August 2025
On & Off Earth
The dawn rising of Sirius, the Dog Star, during the first week of August kicks off the Dog Days of Summer. Sirius, the brightest star visible from Earth, was thought by the Egyptians to add extra heat to the summer sun to make the season that much hotter; it does not. It did signal the annual flooding of the Nile which allowed one of humanities earliest empires to flourish in the desert.
Flooding, literally and figuratively, is all the rage these days. The surprise and shock shown at all of these flooding events is confusing to me as a geologist. The geologic reality that flooding is always confined to a river or stream and its adjacent FLOOD PLAIN is no surprise. It’s how water drains on Earth.

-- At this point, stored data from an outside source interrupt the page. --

//! Configuration for a test-delta session
//!
//! Values are layered in order (later overrides earlier):
//! 1. Built-in defaults
//! 2. `[tool.test-delta]` in `<root>/pyproject.toml`
//! 3. `<root>/.test-delta.toml`
//! 4. Builder setters (the CLI maps its flags onto these)
//!
//! The result is one [`DeltaConfig`] built once and passed down by reference.

use std::path::{Path, PathBuf};

use globset::{Glob, GlobBuilder, GlobSet, GlobSetBuilder};
use serde::Deserialize;
use thiserror::Error;

use crate::discovery::SourceTree;
use crate::impact::DEFAULT_FIXTURE_FILE;
use crate::snapshot::DEFAULT_SNAPSHOT_FILE;

/// Project-level config file name
pub const CONFIG_FILE: &str = ".test-delta.toml";

/// Default test file name patterns
pub const DEFAULT_TEST_PATTERNS: &[&str] = &["test_*.py", "*_test.py"];

#[derive(Error, Debug)]
pub enum ConfigError {
    #[error("failed to read {path}: {source}")]
    Io {
        path: PathBuf,
        #[source]
        source: std::io::Error,
    },
    #[error("failed to parse {path}: {message}")]
    Parse { path: PathBuf, message: String },
    #[error("invalid glob '{pattern}': {source}")]
    Glob {
        pattern: String,
        #[source]
        source: globset::Error,
    },
}

/// Options as they appear in a config file
///
/// # Example
///
/// ```toml
/// # .test-delta.toml, or [tool.test-delta] in pyproject.toml
/// enabled = true
/// snapshot = ".cache/delta.json"
/// ignore = ["scripts/**", "docs/**"]
/// test_patterns = ["test_*.py", "*_test.py", "check_*.py"]
/// fixture_file = "conftest.py"
/// always_run = ["tests/smoke/**"]
/// respect_gitignore = true
/// git_base = "origin/main"
/// ```
#[derive(Debug, Default, Clone, Deserialize)]
#[serde(default, rename_all = "kebab-case")]
pub struct ConfigFile {
    pub enabled: Option<bool>,
    #[serde(alias = "snapshot_path", alias = "snapshot-path")]
    pub snapshot: Option<PathBuf>,
    pub rebuild: Option<bool>,
    #[serde(alias = "no_save")]
    pub no_save: Option<bool>,
    pub debug: Option<bool>,
    pub ignore: Option<Vec<String>>,
    #[serde(alias = "test_patterns")]
    pub test_patterns: Option<Vec<String>>,
    #[serde(alias = "fixture_file")]
    pub fixture_file: Option<String>,
    #[serde(alias = "always_run")]
    pub always_run: Option<Vec<String>>,
    #[serde(alias = "respect_gitignore")]
    pub respect_gitignore: Option<bool>,
    #[serde(alias = "git_base")]
    pub git_base: Option<String>,
}

impl ConfigFile {
    /// Read a `.test-delta.toml`-style file. `Ok(None)` if it does not exist.
    pub fn from_path(path: &Path) -> Result<Option<Self>, ConfigError> {
        let Some(content) = read_optional(path)? else {
            return Ok(None);
        };
        let config = toml::from_str::<Self>(&content).map_err(|e| ConfigError::Parse {
            path: path.to_path_buf(),
            message: e.to_string(),
        })?;
        tracing::debug!(path = %path.display(), ?config, "Loaded config");
        Ok(Some(config))
    }

    /// Read the `[tool.test-delta]` table of a `pyproject.toml`.
    ///
    /// `Ok(None)` if the file or the table does not exist.
    pub fn from_pyproject(path: &Path) -> Result<Option<Self>, ConfigError> {
        let Some(content) = read_optional(path)? else {
            return Ok(None);
        };
        let parse_err = |message: String| ConfigError::Parse {
            path: path.to_path_buf(),
            message,
        };
        let table = content
            .parse::<toml::Table>()
            .map_err(|e| parse_err(e.to_string()))?;
        let Some(section) = table.get("tool").and_then(|t| t.get("test-delta")) else {
            return Ok(None);
        };
        let config = section
            .clone()
            .try_into::<Self>()
            .map_err(|e| parse_err(format!("[tool.test-delta]: {e}")))?;
        tracing::debug!(path = %path.display(), ?config, "Loaded pyproject config");
        Ok(Some(config))
    }

    /// Layer another config on top (other overrides self where present)
    fn override_with(self, other: Self) -> Self {
        ConfigFile {
            enabled: other.enabled.or(self.enabled),
            snapshot: other.snapshot.or(self.snapshot),
            rebuild: other.rebuild.or(self.rebuild),
            no_save: other.no_save.or(self.no_save),
            debug: other.debug.or(self.debug),
            ignore: other.ignore.or(self.ignore),
            test_patterns: other.test_patterns.or(self.test_patterns),
            fixture_file: other.fixture_file.or(self.fixture_file),
            always_run: other.always_run.or(self.always_run),
            respect_gitignore: other.respect_gitignore.or(self.respect_gitignore),
            git_base: other.git_base.or(self.git_base),
        }
    }
}

fn read_optional(path: &Path) -> Result<Option<String>, ConfigError> {
    match std::fs::read_to_string(path) {
        Ok(c) => Ok(Some(c)),
        Err(e) if e.kind() == std::io::ErrorKind::NotFound => Ok(None),
        Err(source) => Err(ConfigError::Io {
            path: path.to_path_buf(),
            source,
        }),
    }
}

/// Config layer from a fallible read; unusable files are skipped with a warning.
fn layer_or_skip(result: Result<Option<ConfigFile>, ConfigError>) -> ConfigFile {
    match result {
        Ok(config) => config.unwrap_or_default(),
        Err(e) => {
            tracing::warn!(error = %e, "Skipping config file");
            ConfigFile::default()
        }
    }
}

/// Effective session configuration
#[derive(Debug, Clone)]
pub struct DeltaConfig {
    /// Project root; every tracked path is relative to it
    pub root: PathBuf,
    pub enabled: bool,
    /// Absolute snapshot location
    pub snapshot_path: PathBuf,
    /// Ignore the stored snapshot and treat the run as a first run
    pub rebuild: bool,
    /// Compute the selection but never write the baseline
    pub no_save: bool,
    pub debug: bool,
    /// Globs over root-relative paths excluded from discovery
    pub ignore_globs: Vec<String>,
    /// Globs over file names that mark test files
    pub test_patterns: Vec<String>,
    /// File name of directory-scoped fixture files
    pub fixture_file: String,
    /// Globs over root-relative test paths that are always selected
    pub always_run: Vec<String>,
    pub respect_gitignore: bool,
    /// Git ref whose diff is merged into the changed set
    pub git_base: Option<String>,
    ignore_set: GlobSet,
    test_set: GlobSet,
    always_run_set: GlobSet,
}

impl DeltaConfig {
    /// Builder with built-in defaults only, no config files read.
    ///
    /// The root is canonicalized so absolute paths reported by a host can be
    /// matched against it; a root that cannot be resolved is kept as given.
    pub fn builder(root: &Path) -> ConfigBuilder {
        ConfigBuilder {
            root: dunce::canonicalize(root).unwrap_or_else(|_| root.to_path_buf()),
            file: ConfigFile::default(),
        }
    }

    /// Builder seeded from the config files under `root`.
    ///
    /// Unreadable or unparsable files are skipped with a warning; only a root
    /// that cannot be resolved is an error.
    pub fn load(root: &Path) -> Result<ConfigBuilder, ConfigError> {
        let root = dunce::canonicalize(root).map_err(|source| ConfigError::Io {
            path: root.to_path_buf(),
            source,
        })?;

        let pyproject = layer_or_skip(ConfigFile::from_pyproject(&root.join("pyproject.toml")));
        let project = layer_or_skip(ConfigFile::from_path(&root.join(CONFIG_FILE)));
        let merged = pyproject.override_with(project);
        tracing::debug!(root = %root.display(), config = ?merged, "Effective config after merge");

        Ok(ConfigBuilder { root, file: merged })
    }

    /// Whether `rel_path` is excluded from discovery
    pub fn is_ignored(&self, rel_path: &str) -> bool {
        self.ignore_set.is_match(rel_path)
    }

    /// Whether `rel_path` names a test file
    pub fn is_test_file(&self, rel_path: &str) -> bool {
        self.test_set.is_match(crate::file_name_key(rel_path))
    }

    /// Whether tests in `rel_path` run regardless of impact
    pub fn is_always_run(&self, rel_path: &str) -> bool {
        self.always_run_set.is_match(rel_path)
    }

    /// Discovery walker for this project
    pub fn source_tree(&self) -> SourceTree {
        SourceTree::new(self.root.clone())
            .with_ignore(self.ignore_set.clone())
            .with_gitignore(self.respect_gitignore)
    }
}

/// Builds a [`DeltaConfig`] on top of defaults and config files
#[derive(Debug, Clone)]
pub struct ConfigBuilder {
    root: PathBuf,
    file: ConfigFile,
}

impl ConfigBuilder {
    pub fn enabled(mut self, enabled: bool) -> Self {
        self.file.enabled = Some(enabled);
        self
    }

    /// Snapshot location; relative paths are taken from the root
    pub fn snapshot_path(mut self, path: impl Into<PathBuf>) -> Self {
        self.file.snapshot = Some(path.into());
        self
    }

    pub fn rebuild(mut self, rebuild: bool) -> Self {
        self.file.rebuild = Some(rebuild);
        self
    }

    pub fn no_save(mut self, no_save: bool) -> Self {
        self.file.no_save = Some(no_save);
        self
    }

    pub fn debug(mut self, debug: bool) -> Self {
        self.file.debug = Some(debug);
        self
    }

    /// Add an ignore glob on top of the configured ones
    pub fn ignore(mut self, pattern: impl Into<String>) -> Self {
        self.file
            .ignore
            .get_or_insert_with(Vec::new)
            .push(pattern.into());
        self
    }

    pub fn test_patterns<I, S>(mut self, patterns: I) -> Self
    where
        I: IntoIterator<Item = S>,
        S: Into<String>,
    {
        self.file.test_patterns = Some(patterns.into_iter().map(Into::into).collect());
        self
    }

    pub fn fixture_file(mut self, name: impl Into<String>) -> Self {
        self.file.fixture_file = Some(name.into());
        self
    }

    /// Add an always-run glob on top of the configured ones
    pub fn always_run(mut self, pattern: impl Into<String>) -> Self {
        self.file
            .always_run
            .get_or_insert_with(Vec::new)
            .push(pattern.into());
        self
    }

    pub fn respect_gitignore(mut self, respect: bool) -> Self {
        self.file.respect_gitignore = Some(respect);
        self
    }

    pub fn git_base(mut self, base: impl Into<String>) -> Self {
        self.file.git_base = Some(base.into());
        self
    }

    /// Resolve defaults and compile globs.
    pub fn build(self) -> Result<DeltaConfig, ConfigError> {
        let file = self.file;
        let root = self.root;

        let snapshot_path = match file.snapshot {
            Some(p) if p.is_absolute() => p,
            Some(p) => root.join(p),
            None => root.join(DEFAULT_SNAPSHOT_FILE),
        };
        let ignore_globs = file.ignore.unwrap_or_default();
        let test_patterns = file
            .test_patterns
            .unwrap_or_else(|| DEFAULT_TEST_PATTERNS.iter().map(|s| s.to_string()).collect());
        let always_run = file.always_run.unwrap_or_default();

        let ignore_set = compile_path_globs(&ignore_globs)?;
        let test_set = compile_name_globs(&test_patterns)?;
        let always_run_set = compile_path_globs(&always_run)?;

        Ok(DeltaConfig {
            root,
            enabled: file.enabled.unwrap_or(true),
            snapshot_path,
            rebuild: file.rebuild.unwrap_or(false),
            no_save: file.no_save.unwrap_or(false),
            debug: file.debug.unwrap_or(false),
            ignore_globs,
            test_patterns,
            fixture_file: file
                .fixture_file
                .unwrap_or_else(|| DEFAULT_FIXTURE_FILE.to_string()),
            always_run,
            respect_gitignore: file.respect_gitignore.unwrap_or(false),
            git_base: file.git_base,
            ignore_set,
            test_set,
            always_run_set,
        })
    }
}

/// Globs over `/`-separated relative paths: `*` stays within one segment.
fn compile_path_globs(patterns: &[String]) -> Result<GlobSet, ConfigError> {
    compile(patterns, |p| GlobBuilder::new(p).literal_separator(true).build())
}

/// Globs over bare file names
fn compile_name_globs(patterns: &[String]) -> Result<GlobSet, ConfigError> {
    compile(patterns, Glob::new)
}

fn compile<F>(patterns: &[String], make: F) -> Result<GlobSet, ConfigError>
where
    F: Fn(&str) -> Result<Glob, globset::Error>,
{
    let mut builder = GlobSetBuilder::new();
    for pattern in patterns {
        let glob = make(pattern).map_err(|source| ConfigError::Glob {
            pattern: pattern.clone(),
            source,
        })?;
        builder.add(glob);
    }
    builder.build().map_err(|source| ConfigError::Glob {
        pattern: patterns.join(", "),
        source,
    })
}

I don’t mean to belittle the resulting tragedies but a structure built on a flood plain is eventually going to flood.
Our development of and success at agriculture is mostly the result of the clever use of flooding and flood plains. Sediments deposited in annual floods freshen the soil and restock the groundwater reserves. From Egypt to Mesopotamia, to the rice fields of Asia, to the flood plains of the North and South Anna rivers humans have farmed flood plains. The only structures built on local flood plains were the mills that ground the grains grown on nearby fields. Those mills were built to both help control and withstand the occasional flood.
Humans have always made ‘deals’ with Earth about where we live. If you are willing to live near a volcano, the rich soil makes agriculture a dream. Just heed the warning rumbles of that nearby mountain. We need water, daily, so we camped and later built near rivers and streams. Camping is fine, it’s easy to move when the rains come. Building ‘permanent’ structures, we continue to see, to withstand the power of rushing water is, long term, going to be a losing proposition. Bury a drain pipe, pave it over..it’s still a water channel with an adjacent flood plain and with bigger rains becoming the new normal, we’re going to have bigger floods.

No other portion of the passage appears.